Virtual reality boosts brain rhythms crucial for neuroplasticity, learning and memory
A new discovery in rats shows that the brain responds differently in immersive virtual reality environments versus the real world. The finding could help scientists understand how the brain brings together sensory information from different sources to create a cohesive picture of the world around us. It could also pave the way for “virtual reality therapy” for learning and memory-related disorders ranging including ADHD, Autism, Alzheimer’s disease, epilepsy and depression.
Mayank Mehta, Ph.D., is the head of W. M. Keck Center for Neurophysics and a professor in the departments of physics, neurology, and electrical and computer engineering at UCLA. His laboratory studies a brain region called the hippocampus, which is a primary driver of learning and memory, including spatial navigation. To understand its role in learning and memory, the hippocampus has been extensively studied in rats as they perform spatial navigation tasks.

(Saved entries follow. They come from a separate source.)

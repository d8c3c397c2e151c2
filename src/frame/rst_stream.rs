//! RST_STREAM frame (RFC 7540 Section 6.4): immediately terminates a stream.

use super::frames::{Frame, FrameHeader, FrameType, RawFrame};
use crate::error::{Error, ErrorCode};
use crate::types::StreamId;

bitflags::bitflags! {
    /// RST_STREAM defines no flags; kept so `RstStreamFrame` can still
    /// implement the shared `Frame` trait.
    pub struct RstStreamFlags: u8 {
        const NONE = 0x0;
    }
}

impl super::frames::Flag for RstStreamFlags {
    fn bitmask(self) -> u8 {
        self.bits()
    }
}

#[derive(Clone, Copy, Debug, PartialEq, Eq)]
pub struct RstStreamFrame {
    pub stream_id: StreamId,
    pub error_code: ErrorCode,
}

impl RstStreamFrame {
    pub fn new(stream_id: StreamId, error_code: ErrorCode) -> RstStreamFrame {
        RstStreamFrame { stream_id, error_code }
    }
}

impl Frame for RstStreamFrame {
    type FlagType = RstStreamFlags;

    fn from_raw(raw: &RawFrame) -> Result<RstStreamFrame, Error> {
        let (len, frame_type, _flags, stream_id) = raw.header;
        if FrameType::from_u8(frame_type) != FrameType::RstStream {
            return Err(Error::FrameFormatError {
                frame_type: "RST_STREAM",
                reason: "frame type octet is not RST_STREAM",
            });
        }
        if len != 4 || raw.payload.len() != 4 {
            return Err(Error::FrameFormatError {
                frame_type: "RST_STREAM",
                reason: "payload must be exactly 4 octets",
            });
        }
        if stream_id == 0 {
            return Err(Error::FrameFormatError {
                frame_type: "RST_STREAM",
                reason: "must not be associated with stream 0",
            });
        }
        let code = u32::from_be_bytes([
            raw.payload[0],
            raw.payload[1],
            raw.payload[2],
            raw.payload[3],
        ]);
        Ok(RstStreamFrame {
            stream_id,
            error_code: ErrorCode::from_u32(code),
        })
    }

    fn is_set(&self, _flag: RstStreamFlags) -> bool {
        false
    }

    fn set_flag(&mut self, _flag: RstStreamFlags) {}

    fn stream_id(&self) -> StreamId {
        self.stream_id
    }

    fn header(&self) -> FrameHeader {
        (4, FrameType::RstStream.as_u8(), 0, self.stream_id)
    }

    fn serialize(&self) -> Vec<u8> {
        let mut buf = Vec::with_capacity(13);
        buf.extend_from_slice(&super::frames::pack_header(&self.header()));
        buf.extend_from_slice(&self.error_code.as_u32().to_be_bytes());
        buf
    }
}

#[cfg(test)]
mod tests {
    use super::*;

    #[test]
    fn round_trips_error_code() {
        let frame = RstStreamFrame::new(7, ErrorCode::Cancel);
        let raw = RawFrame::with_payload(frame.header(), frame.serialize()[9..].to_vec());
        let parsed = RstStreamFrame::from_raw(&raw).unwrap();
        assert_eq!(parsed, frame);
    }

    #[test]
    fn rejects_wrong_length() {
        let raw = RawFrame::with_payload((3, FrameType::RstStream.as_u8(), 0, 1), vec![0, 0, 0]);
        assert!(RstStreamFrame::from_raw(&raw).is_err());
    }
}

When rats walk around, neurons in this part of the brain synchronize their electrical activity at a rate of 8 pulses per second, or 8 Hz. This is a type of brain wave known as the “theta rhythm,” and it was discovered more than six decades ago.
Disruptions to the theta rhythm also impair the rat’s learning and memory, including the ability to learn and remember a route through a maze. Conversely, a stronger theta rhythm seems to improve the brain’s ability to learn and retain sensory information.
Therefore, researchers have speculated that boosting theta waves could improve or restore learning and memory functions. But until now, nobody has been able to strengthen these brain waves.
“If that rhythm is so important, can we use a novel approach to make it stronger?” asks Dr. Mehta. “Can we retune it?”
Damage to neurons in the hippocampus can interfere with people’s perception of space—”why Alzheimer’s disease patients tend to get lost,” says Dr. Mehta. He says he suspected that the theta rhythm might play a role in this perception. To test that hypothesis, Dr. Mehta and his colleagues invented an immersive virtual reality environment for the rats that was far more immersive than commercially available VR for humans.
The VR allows the rats to see their own limbs and shadows, and eliminates certain unsettling sensations such as the delays between head movement and scene changes that can make people dizzy.
“Our VR is so compelling,” Dr. Mehta says, “that the rats love to jump in and happily play games.”
To measure the rats’ brain rhythms, the researchers placed tiny electrodes, thinner than a human hair, into the brain among the neurons.
“It turns out that amazing things happen when the rat is in virtual reality,” says Dr. Mehta. “He goes to the virtual fountain and drinks water, takes a nap there, looks around and explores the space as if it is real.”
Remarkably, Dr. Mehta says, the theta rhythm becomes considerably stronger when the rats run in the virtual space in comparison to their natural environment
“We were blown away when we saw this huge effect of VR experience on theta rhythm enhancement,” he says.
This discovery suggests that the unique rhythm is an indicator of how the brain discerns whether an experience is real or simulated. For instance, as you walk toward a doorway, the input from your eyes will show the doorway getting larger. “How do I know I took a step and it’s not the wall coming at me?” Dr. Mehta says.
Answer: The brain uses other information, such as the shift of balance from one foot to the other, the acceleration of your head through space, the relative changes in the positions of other stationary objects around you, and even the feeling of air moving against your face to decide that you are moving, not the wall.
On the other hand, a person “moving” through a virtual reality world would experience a very different set of stimuli.
“Our brain is constantly doing this, it’s checking all kinds of things,” Dr. Mehta says. The different theta rhythms, he says, may represent different ways that brain regions communicate with each other in the process of gathering all this information.
When they looked closer, Dr. Mehta’s team also discovered something else surprising. Neurons consist of a compact cell body and long tendrils, called dendrites, that snake out and form connections with other neurons. When the researchers measured activity in the cell body of a rat brain experiencing virtual reality, they found a different electrical rhythm compared with the rhythm in the dendrites. “That was really mind blowing,” Dr. Mehta said. “Two different parts of the neuron are going in their own rhythm.”
The researchers dubbed this never-before-seen rhythm “eta.” It turned out this rhythm was not limited to the virtual reality environment: with extremely precise electrode placement, the researchers were then able to detect the new rhythm in rats walking around a real environment. Being in VR, however, strengthened the eta rhythm—something no other study in the past sixty years has been able to do so strongly, either using pharmacological tools or otherwise, according to Dr. Mehta.
Previous studies have shown that the precise frequency of the rhythm makes a big difference to neuroplasticity, he says, just as the precise pitch of a musical instrument is critical for creating the right melody. This opens up an unprecedented opportunity to design VR therapy that can retune and boost brain rhythms and as a way to treat learning and memory disorders.
“This is a new technology that has tremendous potential,” he says. “We have entered a new territory.”